### ENTRIES SUPPLIED
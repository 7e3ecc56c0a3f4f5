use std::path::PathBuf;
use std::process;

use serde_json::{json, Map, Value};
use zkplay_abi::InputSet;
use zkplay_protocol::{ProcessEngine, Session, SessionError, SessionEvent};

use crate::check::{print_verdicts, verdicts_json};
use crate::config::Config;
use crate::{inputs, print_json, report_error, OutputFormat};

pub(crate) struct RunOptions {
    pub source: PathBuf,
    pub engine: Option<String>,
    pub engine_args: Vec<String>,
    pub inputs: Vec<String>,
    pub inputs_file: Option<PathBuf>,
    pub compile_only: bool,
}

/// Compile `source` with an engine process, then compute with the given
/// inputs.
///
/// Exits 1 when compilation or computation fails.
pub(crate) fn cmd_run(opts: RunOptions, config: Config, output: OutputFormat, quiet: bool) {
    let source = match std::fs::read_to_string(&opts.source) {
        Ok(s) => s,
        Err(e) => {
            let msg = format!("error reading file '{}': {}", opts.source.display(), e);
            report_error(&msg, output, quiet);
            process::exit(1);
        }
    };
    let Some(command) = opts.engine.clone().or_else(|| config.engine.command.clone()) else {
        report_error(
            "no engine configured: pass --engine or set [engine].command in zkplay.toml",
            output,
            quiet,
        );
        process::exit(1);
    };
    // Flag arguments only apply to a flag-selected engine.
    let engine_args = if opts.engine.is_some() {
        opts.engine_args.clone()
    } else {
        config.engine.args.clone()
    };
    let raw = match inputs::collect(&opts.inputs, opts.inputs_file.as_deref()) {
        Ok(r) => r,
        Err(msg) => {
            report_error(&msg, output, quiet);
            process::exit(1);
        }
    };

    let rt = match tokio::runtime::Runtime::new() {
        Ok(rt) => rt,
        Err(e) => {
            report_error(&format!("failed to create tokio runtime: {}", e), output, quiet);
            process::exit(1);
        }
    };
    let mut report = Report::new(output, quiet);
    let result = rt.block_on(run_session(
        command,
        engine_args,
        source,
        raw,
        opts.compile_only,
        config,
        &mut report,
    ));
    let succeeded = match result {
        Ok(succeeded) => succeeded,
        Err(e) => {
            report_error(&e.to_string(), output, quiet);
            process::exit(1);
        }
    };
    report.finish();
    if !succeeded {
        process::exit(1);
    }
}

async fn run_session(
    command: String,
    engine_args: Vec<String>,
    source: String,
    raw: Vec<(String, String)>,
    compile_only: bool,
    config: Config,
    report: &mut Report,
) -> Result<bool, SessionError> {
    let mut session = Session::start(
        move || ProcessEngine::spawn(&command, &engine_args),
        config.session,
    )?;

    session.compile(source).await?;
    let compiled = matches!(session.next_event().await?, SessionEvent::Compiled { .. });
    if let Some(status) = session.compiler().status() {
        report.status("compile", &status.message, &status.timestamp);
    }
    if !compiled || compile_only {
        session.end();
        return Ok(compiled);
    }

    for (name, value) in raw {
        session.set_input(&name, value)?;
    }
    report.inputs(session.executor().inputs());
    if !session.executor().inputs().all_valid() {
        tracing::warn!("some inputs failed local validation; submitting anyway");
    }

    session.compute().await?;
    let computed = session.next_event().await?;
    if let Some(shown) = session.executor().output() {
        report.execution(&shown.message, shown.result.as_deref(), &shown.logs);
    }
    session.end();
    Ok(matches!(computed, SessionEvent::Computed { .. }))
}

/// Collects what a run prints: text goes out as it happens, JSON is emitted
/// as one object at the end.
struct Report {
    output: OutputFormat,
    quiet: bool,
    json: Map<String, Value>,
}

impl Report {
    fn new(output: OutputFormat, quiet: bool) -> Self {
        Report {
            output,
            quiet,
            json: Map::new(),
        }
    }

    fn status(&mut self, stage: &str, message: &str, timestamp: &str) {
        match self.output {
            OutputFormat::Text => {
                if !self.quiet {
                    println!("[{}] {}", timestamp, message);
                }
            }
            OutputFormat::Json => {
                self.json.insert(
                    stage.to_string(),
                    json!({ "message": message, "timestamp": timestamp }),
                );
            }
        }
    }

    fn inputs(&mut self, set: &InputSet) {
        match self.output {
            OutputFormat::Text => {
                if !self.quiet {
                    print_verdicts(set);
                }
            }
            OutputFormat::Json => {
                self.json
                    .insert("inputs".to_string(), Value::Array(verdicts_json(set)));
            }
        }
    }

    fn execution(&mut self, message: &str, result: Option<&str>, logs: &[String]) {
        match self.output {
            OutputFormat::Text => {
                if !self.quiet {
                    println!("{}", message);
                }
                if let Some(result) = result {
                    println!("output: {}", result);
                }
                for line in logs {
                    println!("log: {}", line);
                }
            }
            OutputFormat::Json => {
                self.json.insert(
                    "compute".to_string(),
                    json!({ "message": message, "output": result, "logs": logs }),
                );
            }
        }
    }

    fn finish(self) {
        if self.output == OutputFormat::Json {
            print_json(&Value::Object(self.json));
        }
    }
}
######
**WHAT YOU WILL DO**
Which lines of the listing contain the word "matches"? Copy each of them.

**OUTPUT OF THE TASK**
    let compiled = matches!(session.next_event().await?, SessionEvent::Compiled { .. });
    Ok(matches!(computed, SessionEvent::Computed { .. }))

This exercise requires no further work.